It seems appropriate the Tacita Dean’s participation in Performa 09 would be screened at the Church of St Marks in the Bowery. As RoseLee Goldberg noted in her remarks during Thursday’s (invitation-only) screening, this late-eighteenth-century church has been a platform for innovative performance and cultural engagement since the 1920s. Merce Cunningham – ostensibly the subject of Dean’s film Craneway Event – and his companion, John Cage, are part of the space’s history and legacy.

Craneway Event was filmed in November 2008, as Cunningham rehearsed his dancers in a former Ford Motor factory on the east shore of San Francisco bay. An Event, in Cunningham’s jargon, is a roughly 90-minute performance constructed from pieces of the company’s repertoire, and the ‘Craneway’ of the title refers to the former function of the cavernous space in which they rehearse. And on the face of it, that’s what Dean’s work delivers, 108 minutes of footage edited down from three days of dancers working out their moves against the backdrop, visible through floor-to-ceiling windows, of San Francisco Bay and the hills of Marin County.


Anyone familiar with Dean’s work can imagine the slow, at times painfully slow, pacing of the film – which had the curator sitting next to me fidgeting in frustration – and the lingering shots at raking angles of the sun slanting through the windows. But anyone familiar with Dean’s work can also imagine that the rehearsal, as an event, was the least of her concerns.

Which may be why the camera was trained on the geometric structure of those windows and recorded the network of light and shadow on the floor more than the dancers, who entered and left the field of vision like the temporary users of the space they were. Or why the film begins with a shot of a preening pelican – a sensitive touch, gently reminding us that Cunningham was deeply interested in animals and the way they move.

Like him, Dean is interested in time, in the structure of time, in the structure of movement and how movement structures time. Time, being infinite, is open ended, and in many ways Dean’s film has no beginning and end other than the artificial construct imposed by the period of the rehearsal she filmed. But her keen attention to the way light shifts over the length of a day, suggests that she’s after an understanding of a bigger armature. And I suspect for those who can drift into the pace of her film – and I had trouble, although not as much as Mr Gioni above mentioned – it must have a trancelike, quasi-religious quality, pushing toward thoughts of history, continuity, and the ineffable nature of eternity.

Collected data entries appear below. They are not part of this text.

//! In-memory dataset table types.
//!
//! A `Table` is what every check operates on. Loaders build one from a file;
//! tests and the demo build them directly with `Table::new` or
//! `Table::from_rows`. Once constructed a table is never mutated.

use std::fmt;
use std::path::Path;

use serde::{Deserialize, Serialize};

use crate::error::{AttestError, AttestResult};

/// A single scalar cell value.
#[derive(Debug, Clone, PartialEq, Serialize, Deserialize)]
#[serde(untagged)]
pub enum CellValue {
    Null,
    Bool(bool),
    Int(i64),
    Float(f64),
    Text(String),
}

impl CellValue {
    /// True for nulls, NaN floats, and empty text.
    ///
    /// Whitespace-only text also counts as missing: a blank CSV field padded
    /// with spaces carries no value, so it is treated like an empty one.
    pub fn is_missing(&self) -> bool {
        match self {
            CellValue::Null => true,
            CellValue::Float(v) => v.is_nan(),
            CellValue::Text(s) => s.trim().is_empty(),
            CellValue::Bool(_) | CellValue::Int(_) => false,
        }
    }

    /// Borrow the text payload, if this is a text cell.
    pub fn as_text(&self) -> Option<&str> {
        match self {
            CellValue::Text(s) => Some(s.as_str()),
            _ => None,
        }
    }
}

impl fmt::Display for CellValue {
    fn fmt(&self, f: &mut fmt::Formatter<'_>) -> fmt::Result {
        match self {
            CellValue::Null => Ok(()),
            CellValue::Bool(b) => write!(f, "{b}"),
            CellValue::Int(v) => write!(f, "{v}"),
            CellValue::Float(v) => write!(f, "{v}"),
            CellValue::Text(s) => f.write_str(s),
        }
    }
}

impl From<&str> for CellValue {
    fn from(s: &str) -> Self {
        CellValue::Text(s.to_string())
    }
}

impl From<String> for CellValue {
    fn from(s: String) -> Self {
        CellValue::Text(s)
    }
}

impl From<i64> for CellValue {
    fn from(v: i64) -> Self {
        CellValue::Int(v)
    }
}

impl From<f64> for CellValue {
    fn from(v: f64) -> Self {
        CellValue::Float(v)
    }
}

impl From<bool> for CellValue {
    fn from(v: bool) -> Self {
        CellValue::Bool(v)
    }
}

/// The storage type of a column, as inferred from its cells or reported by
/// the loader.
///
/// `Text` is the "freeform" type the quality check counts against a dataset.
#[derive(Debug, Clone, Copy, PartialEq, Eq, Hash, Serialize, Deserialize)]
#[serde(rename_all = "lowercase")]
pub enum ColumnType {
    Integer,
    Float,
    Boolean,
    Temporal,
    Text,
    /// Every cell is missing; no type can be inferred.
    Null,
}

impl ColumnType {
    /// Infer a column type from its cells, ignoring missing values.
    ///
    /// Integers mixed with floats widen to `Float`; any other mixture, or any
    /// text cell, yields `Text`.
    pub fn infer(cells: &[CellValue]) -> Self {
        let mut inferred: Option<ColumnType> = None;
        for cell in cells.iter().filter(|c| !c.is_missing()) {
            let this = match cell {
                CellValue::Bool(_) => ColumnType::Boolean,
                CellValue::Int(_) => ColumnType::Integer,
                CellValue::Float(_) => ColumnType::Float,
                CellValue::Text(_) | CellValue::Null => return ColumnType::Text,
            };
            inferred = Some(match (inferred, this) {
                (None, t) => t,
                (Some(a), b) if a == b => a,
                (Some(ColumnType::Integer), ColumnType::Float)
                | (Some(ColumnType::Float), ColumnType::Integer) => ColumnType::Float,
                _ => return ColumnType::Text,
            });
        }
        inferred.unwrap_or(ColumnType::Null)
    }
}

/// One named, typed column.
#[derive(Debug, Clone, PartialEq, Serialize, Deserialize)]
pub struct Column {
    pub name: String,
    pub column_type: ColumnType,
    pub cells: Vec<CellValue>,
}

impl Column {
    /// Build a column, inferring its type from the cells.
    pub fn new(name: impl Into<String>, cells: Vec<CellValue>) -> Self {
        let column_type = ColumnType::infer(&cells);
        Self { name: name.into(), column_type, cells }
    }

    /// Build a column whose type was decided elsewhere (e.g. by a loader's
    /// schema inference).
    pub fn with_type(name: impl Into<String>, column_type: ColumnType, cells: Vec<CellValue>) -> Self {
        Self { name: name.into(), column_type, cells }
    }
}

/// An ordered collection of equal-length columns.
#[derive(Debug, Clone, PartialEq, Serialize, Deserialize)]
pub struct Table {
    columns: Vec<Column>,
    row_count: usize,
}

impl Table {
    /// Build a table from columns.
    ///
    /// Returns `AttestError::MalformedInput` if the columns differ in length.
    pub fn new(columns: Vec<Column>) -> AttestResult<Self> {
        let row_count = columns.first().map(|c| c.cells.len()).unwrap_or(0);
        if let Some(bad) = columns.iter().find(|c| c.cells.len() != row_count) {
            return Err(AttestError::MalformedInput {
                reason: format!(
                    "column '{}' has {} cells but the table has {} rows",
                    bad.name,
                    bad.cells.len(),
                    row_count
                ),
            });
        }
        Ok(Self { columns, row_count })
    }

    /// Build a table from a header and row-major cell data.
    ///
    /// Returns `AttestError::MalformedInput` if any row's width differs from
    /// the header.
    pub fn from_rows<S: AsRef<str>>(header: &[S], rows: Vec<Vec<CellValue>>) -> AttestResult<Self> {
        let mut columns: Vec<Vec<CellValue>> = vec![Vec::with_capacity(rows.len()); header.len()];
        for (idx, row) in rows.into_iter().enumerate() {
            if row.len() != header.len() {
                return Err(AttestError::MalformedInput {
                    reason: format!(
                        "row {} has {} cells but the header has {} columns",
                        idx,
                        row.len(),
                        header.len()
                    ),
                });
            }
            for (col, cell) in columns.iter_mut().zip(row) {
                col.push(cell);
            }
        }
        let columns = header
            .iter()
            .zip(columns)
            .map(|(name, cells)| Column::new(name.as_ref(), cells))
            .collect();
        Self::new(columns)
    }

    pub fn columns(&self) -> &[Column] {
        &self.columns
    }

    pub fn column(&self, name: &str) -> Option<&Column> {
        self.columns.iter().find(|c| c.name == name)
    }

    pub fn column_names(&self) -> impl Iterator<Item = &str> {
        self.columns.iter().map(|c| c.name.as_str())
    }

    pub fn row_count(&self) -> usize {
        self.row_count
    }

    pub fn column_count(&self) -> usize {
        self.columns.len()
    }

    /// Iterate every cell with its (column index, row index).
    pub fn cells(&self) -> impl Iterator<Item = (usize, usize, &CellValue)> {
        self.columns
            .iter()
            .enumerate()
            .flat_map(|(c, col)| col.cells.iter().enumerate().map(move |(r, cell)| (c, r, cell)))
    }
}

/// The three input encodings the loader accepts.
#[derive(Debug, Clone, Copy, PartialEq, Eq, Hash, Serialize, Deserialize)]
#[serde(rename_all = "lowercase")]
pub enum DatasetFormat {
    Csv,
    Json,
    Parquet,
}

impl DatasetFormat {
    /// Pick the format from the path's extension (case-insensitive).
    ///
    /// Returns `AttestError::UnsupportedFormat` for any other extension,
    /// including none at all.
    pub fn from_path(path: &Path) -> AttestResult<Self> {
        let ext = path
            .extension()
            .and_then(|s| s.to_str())
            .unwrap_or("")
            .to_lowercase();
        match ext.as_str() {
            "csv" => Ok(DatasetFormat::Csv),
            "json" => Ok(DatasetFormat::Json),
            "parquet" => Ok(DatasetFormat::Parquet),
            _ => Err(AttestError::UnsupportedFormat { extension: ext }),
        }
    }
}

impl fmt::Display for DatasetFormat {
    fn fmt(&self, f: &mut fmt::Formatter<'_>) -> fmt::Result {
        let name = match self {
            DatasetFormat::Csv => "csv",
            DatasetFormat::Json => "json",
            DatasetFormat::Parquet => "parquet",
        };
        f.write_str(name)
    }
}

/// A table together with facts about the file it came from.
#[derive(Debug, Clone)]
pub struct LoadedTable {
    pub table: Table,
    pub format: DatasetFormat,
    /// Size of the source file in bytes.
    pub byte_size: u64,
}
// src/crawl/coordinator.rs
// =============================================================================
// The crawl traversal.
//
// For one (url, depth) task:
// 1. Skip if the URL is already visited
// 2. Skip if the depth budget is spent (the URL is NOT marked, so a shorter
//    path reaching it later with budget left still fetches it)
// 3. Fetch it, and mark it visited whatever the outcome
// 4. On failure: log the error and stop this branch
// 5. On success: record the page, then crawl every link with depth - 1
//
// With DedupePolicy::Atomic, steps 1 and 3's mark collapse into a single
// check_and_mark() before the fetch.
//
// Concurrent mode registers each child with the CompletionTracker before
// spawning it, then returns. run_crawl() waits on the tracker, so it only
// returns once every task spawned during the run has finished.
// =============================================================================

use super::{
    CompletionTracker, CrawlEvent, CrawlOptions, CrawlReport, DedupePolicy, DispatchMode,
    VisitedSet,
};
use crate::fetch::{FetchError, Fetcher, Page};
use futures::future::{BoxFuture, FutureExt};
use std::any::Any;
use std::panic::AssertUnwindSafe;
use std::sync::atomic::{AtomicUsize, Ordering};
use std::sync::{Arc, Mutex, PoisonError};
use tokio::sync::Semaphore;
use tracing::{debug, info, warn};
// src/fetch/fixture.rs
// =============================================================================
// A fetcher that serves canned pages from memory.
//
// Used for the `fixture` subcommand and for tests. The default fixture is the
// four-page golang.org graph from the Go tour:
//
//   /          -> /pkg/, /cmd/
//   /pkg/      -> /, /cmd/, /pkg/fmt/, /pkg/os/
//   /pkg/fmt/  -> /, /pkg/
//   /pkg/os/   -> /, /pkg/
//   /cmd/      (missing, every fetch of it fails with NotFound)
//
// Fixtures can also be loaded from JSON shaped like:
//   { "http://a/": { "content": "A", "links": ["http://b/"] } }
// =============================================================================

use super::{FetchError, Fetcher, Page};
use anyhow::{Context, Result};
use async_trait::async_trait;
use std::collections::HashMap;

#[derive(Debug, Clone, Default)]
pub struct FixtureFetcher {
    pages: HashMap<String, Page>,
}

impl FixtureFetcher {
    pub fn new(pages: HashMap<String, Page>) -> Self {
        Self { pages }
    }

    /// Parses a JSON object mapping URL -> page
    pub fn from_json(json: &str) -> Result<Self> {
        let pages: HashMap<String, Page> =
            serde_json::from_str(json).context("fixture must be a JSON object of url -> page")?;
        Ok(Self::new(pages))
    }

    /// The golang.org fixture the crawler is demonstrated against
    pub fn golang_org() -> Self {
        let mut fixture = Self::default();
        fixture.insert(
            "http://golang.org/",
            "The Go Programming Language",
            &["http://golang.org/pkg/", "http://golang.org/cmd/"],
        );
        fixture.insert(
            "http://golang.org/pkg/",
            "Packages",
            &[
                "http://golang.org/",
                "http://golang.org/cmd/",
                "http://golang.org/pkg/fmt/",
                "http://golang.org/pkg/os/",
            ],
        );
        fixture.insert(
            "http://golang.org/pkg/fmt/",
            "Package fmt",
            &["http://golang.org/", "http://golang.org/pkg/"],
        );
        fixture.insert(
            "http://golang.org/pkg/os/",
            "Package os",
            &["http://golang.org/", "http://golang.org/pkg/"],
        );
        fixture
    }

    /// Adds (or replaces) a canned page
    pub fn insert(&mut self, url: &str, content: &str, links: &[&str]) {
        let links = links.iter().map(|link| link.to_string()).collect();
        self.pages.insert(url.to_string(), Page::new(content, links));
    }

    pub fn len(&self) -> usize {
        self.pages.len()
    }

    pub fn is_empty(&self) -> bool {
        self.pages.is_empty()
    }
}

#[async_trait]
impl Fetcher for FixtureFetcher {
    async fn fetch(&self, url: &str) -> Result<Page, FetchError> {
        self.pages
            .get(url)
            .cloned()
            .ok_or_else(|| FetchError::NotFound {
                url: url.to_string(),
            })
    }
}
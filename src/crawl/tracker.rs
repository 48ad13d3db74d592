// src/crawl/tracker.rs
// =============================================================================
// Counts crawl tasks that are spawned but not finished, and lets the caller
// wait until that count drops to zero.
//
// Rules:
// - The task that SPAWNS work calls register(), before spawning. If the child
//   registered itself, the count could read zero in the gap between the spawn
//   and the child's first poll.
// - register() hands back a TaskGuard. The spawned task owns it, and dropping
//   it marks the task done. Every return path (and a panic) drops it exactly
//   once, so registrations always equal completions.
// - wait() resolves only when the count is zero.
// =============================================================================

use std::sync::atomic::{AtomicUsize, Ordering};
use std::sync::Arc;
use tokio::sync::Notify;

#[derive(Debug, Default)]
struct Inner {
    outstanding: AtomicUsize,
    drained: Notify,
}

#[derive(Debug, Clone, Default)]
pub struct CompletionTracker {
    inner: Arc<Inner>,
}

impl CompletionTracker {
    pub fn new() -> Self {
        Self::default()
    }

    /// Counts one more unit of outstanding work.
    ///
    /// Must be called by the spawning task. Move the guard into the spawned
    /// task; it is released when the task returns.
    #[must_use = "dropping the guard immediately marks the task done"]
    pub fn register(&self) -> TaskGuard {
        self.inner.outstanding.fetch_add(1, Ordering::SeqCst);
        TaskGuard {
            inner: Arc::clone(&self.inner),
        }
    }

    /// Number of registered tasks that have not finished yet
    pub fn outstanding(&self) -> usize {
        self.inner.outstanding.load(Ordering::SeqCst)
    }

    /// Waits until every registered task has finished.
    pub async fn wait(&self) {
        loop {
            // Create the Notified future first...
            let drained = self.inner.drained.notified();
            tokio::pin!(drained);

            // ...and enable it, which registers us as a waiter right now.
            // notify_waiters() only wakes futures that are already
            // registered, so without this a last guard dropped between the
            // count check below and the await would wake nobody and we
            // would sleep forever.
            drained.as_mut().enable();

            if self.outstanding() == 0 {
                return;
            }
            drained.await;

            // Woken because the count hit zero. Loop and check again: a
            // task that was still running may have registered new children
            // in the meantime.
        }
    }
}

/// Proof of one registered task. Dropping it marks the task done.
#[derive(Debug)]
pub struct TaskGuard {
    inner: Arc<Inner>,
}

impl Drop for TaskGuard {
    fn drop(&mut self) {
        // fetch_sub returns the value BEFORE subtracting, so 1 means this
        // was the last outstanding task
        if self.inner.outstanding.fetch_sub(1, Ordering::SeqCst) == 1 {
            self.inner.drained.notify_waiters();
        }
    }
}

// -----------------------------------------------------------------------------
// BEGINNER NOTES:
//
// 1. What is a guard type?
//    - A value whose only job is to do something when it is dropped
//    - Rust runs Drop at the end of scope, on early return, and while a
//      panic unwinds, so "task done" cannot be forgotten on any path
//    - std::sync::MutexGuard works the same way (drop = unlock)
//
// 2. What is Notify?
//    - A tokio primitive for "wake up whoever is waiting"
//    - It carries no data; the count in the AtomicUsize is the real state
//
// 3. Why SeqCst ordering everywhere?
//    - It is the strongest (and simplest to reason about) memory ordering
//    - Every thread sees the increments and decrements in the same order
//    - The counter is touched once per task, so the cost does not matter
//
// 4. What does tokio::pin! do?
//    - enable() needs a pinned future (Pin<&mut Notified>)
//    - pin! pins the future in place on the stack so we can call it
// -----------------------------------------------------------------------------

And those concerns are what make St Marks an apt venue. Not the religious connotations, although there is something to be said for a church devoted to the arts as representative of the ways in which art has become a religion for some. But rather, in the quiet sense of history the space imparts, for its role as a centre for people devoted to things of the spirit, and its reminder that we come and we go, and the pelican will still be out there flapping its wings.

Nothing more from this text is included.